Task statement:
Look through the entries that follow and return each line that has the string "BytesMut".

Collected data:
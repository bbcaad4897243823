//! Blocking message channel over any `Read + Write` stream

use bytes::BytesMut;
use std::io::{Read, Write};

use crate::config::ProtocolConfig;
use crate::message::CommMessage;
use crate::protocol::{create_protocol, CommProtocol, ProtocolResult};

pub struct Channel<S> {
    stream: S,
    protocol: Box<dyn CommProtocol>,
    /// Bytes received past the last decoded message
    read_buf: BytesMut,
}

impl<S: Read + Write> Channel<S> {
    pub fn new(stream: S, protocol: Box<dyn CommProtocol>) -> Self {
        Self {
            stream,
            protocol,
            read_buf: BytesMut::new(),
        }
    }

    /// Channel speaking the protocol selected in `config`
    pub fn from_config(stream: S, config: &ProtocolConfig) -> Self {
        Self::new(stream, create_protocol(config))
    }

    pub fn protocol(&self) -> &dyn CommProtocol {
        self.protocol.as_ref()
    }

    pub fn send(&mut self, message: &CommMessage) -> ProtocolResult<()> {
        self.protocol.send(&mut self.stream, message)
    }

    /// Block until the next message arrives
    pub fn recv(&mut self) -> ProtocolResult<CommMessage> {
        self.protocol.recv(&mut self.stream, &mut self.read_buf)
    }

    /// Send a request and block for its reply
    pub fn call(&mut self, request: &CommMessage) -> ProtocolResult<CommMessage> {
        self.send(request)?;
        self.recv()
    }

    pub fn get_ref(&self) -> &S {
        &self.stream
    }

    pub fn into_inner(self) -> S {
        self.stream
    }
}

#[cfg(test)]
mod tests {
    use super::*;
    use crate::config::ProtocolKind;
    use crate::protocol::{ProtocolError, SodepProtocol};
    use crate::value::Value;
    use std::io::Cursor;

    /// Reads from a fixed input, collects writes
    struct Loopback {
        input: Cursor<Vec<u8>>,
        output: Vec<u8>,
    }

    impl Loopback {
        fn new(input: Vec<u8>) -> Self {
            Self {
                input: Cursor::new(input),
                output: Vec::new(),
            }
        }
    }

    impl Read for Loopback {
        fn read(&mut self, buf: &mut [u8]) -> std::io::Result<usize> {
            self.input.read(buf)
        }
    }

    impl Write for Loopback {
        fn write(&mut self, buf: &[u8]) -> std::io::Result<usize> {
            self.output.write(buf)
        }

        fn flush(&mut self) -> std::io::Result<()> {
            Ok(())
        }
    }

    fn encoded(messages: &[CommMessage]) -> Vec<u8> {
        let mut protocol = SodepProtocol::new();
        let mut buf = BytesMut::new();
        for m in messages {
            protocol.encode(m, &mut buf).unwrap();
        }
        buf.to_vec()
    }

    #[test]
    fn test_recv_in_order_then_closed() {
        let first = CommMessage::create_request("a", "/", Value::from(1));
        let second = CommMessage::create_request("b", "/", Value::from(2));
        let mut channel = Channel::new(
            Loopback::new(encoded(&[first.clone(), second.clone()])),
            Box::new(SodepProtocol::new()),
        );

        assert_eq!(channel.recv().unwrap(), first);
        assert_eq!(channel.recv().unwrap(), second);
        assert!(matches!(channel.recv(), Err(ProtocolError::Closed)));
    }

    #[test]
    fn test_send_writes_wire_form() {
        let message = CommMessage::create_notification("ping", "/", Value::new());
        let mut channel = Channel::from_config(Loopback::new(Vec::new()), &ProtocolConfig::default());
        assert_eq!(channel.protocol().name(), "sodep");

        channel.send(&message).unwrap();
        assert_eq!(channel.get_ref().output, encoded(&[message]));
    }

    #[test]
    fn test_call_over_jsonrpc() {
        let mut config = ProtocolConfig::default();
        config.kind = ProtocolKind::JsonRpc;

        let request = CommMessage::create_request("now", "/", Value::new());
        let body = format!(r#"{{"jsonrpc":"2.0","result":"noon","id":{}}}"#, request.id());
        let reply = format!(
            "HTTP/1.1 200 OK\r\nContent-Length: {}\r\n\r\n{}",
            body.len(),
            body
        );

        let mut channel = Channel::from_config(Loopback::new(reply.into_bytes()), &config);
        let response = channel.call(&request).unwrap();
        assert_eq!(response.operation_name(), "now");
        assert_eq!(response.value().str_value(), "noon");

        let sent = String::from_utf8(channel.into_inner().output).unwrap();
        assert!(sent.starts_with("POST / HTTP/1.1\r\n"));
    }

    #[test]
    fn test_truncated_input_is_malformed() {
        let mut bytes = encoded(&[CommMessage::create_request("a", "/", Value::from("x"))]);
        bytes.truncate(bytes.len() - 1);
        let mut channel = Channel::new(Loopback::new(bytes), Box::new(SodepProtocol::new()));
        assert!(channel.recv().unwrap_err().is_malformed());
    }
}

Your solution:
use bytes::BytesMut;
    read_buf: BytesMut,
            read_buf: BytesMut::new(),
        let mut buf = BytesMut::new();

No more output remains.